*** GIVEN INFORMATION Section Begins ***

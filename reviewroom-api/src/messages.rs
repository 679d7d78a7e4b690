//! Client-to-server messages for the push channel.

use crate::types::MarkSubmission;
use reviewroom_core::RoomKey;
use serde::{Deserialize, Serialize};

/// Messages a client sends over the push channel.
#[derive(Debug, Clone, PartialEq, Serialize, Deserialize)]
#[serde(tag = "type", rename_all = "snake_case")]
pub enum ClientMessage {
    /// Subscribe to the room for a filter scope.
    JoinRoom { room: RoomKey },

    /// Leave the currently subscribed room.
    LeaveRoom { room: RoomKey },

    /// Liveness ping; the server does not reply, disconnect detection is
    /// the transport's own signal.
    Ping,

    /// Submit rubric marks for a team. The server broadcasts the
    /// resulting change back as a delta.
    MarkSubmission { submission: MarkSubmission },
}

impl ClientMessage {
    /// Short name for structured log fields.
    pub fn message_type(&self) -> &'static str {
        match self {
            ClientMessage::JoinRoom { .. } => "join_room",
            ClientMessage::LeaveRoom { .. } => "leave_room",
            ClientMessage::Ping => "ping",
            ClientMessage::MarkSubmission { .. } => "mark_submission",
        }
    }
}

*** GIVEN INFORMATION Section Ends ***

WHAT TO WORK ON
The exact lines from the one containing "disconnect detection is" through the end of the listing above are the expected output; include nothing else.

ANSWER BOX
    /// Liveness ping; the server does not reply, disconnect detection is
    /// the transport's own signal.
    Ping,

    /// Submit rubric marks for a team. The server broadcasts the
    /// resulting change back as a delta.
    MarkSubmission { submission: MarkSubmission },
}

impl ClientMessage {
    /// Short name for structured log fields.
    pub fn message_type(&self) -> &'static str {
        match self {
            ClientMessage::JoinRoom { .. } => "join_room",
            ClientMessage::LeaveRoom { .. } => "leave_room",
            ClientMessage::Ping => "ping",
            ClientMessage::MarkSubmission { .. } => "mark_submission",
        }
    }
}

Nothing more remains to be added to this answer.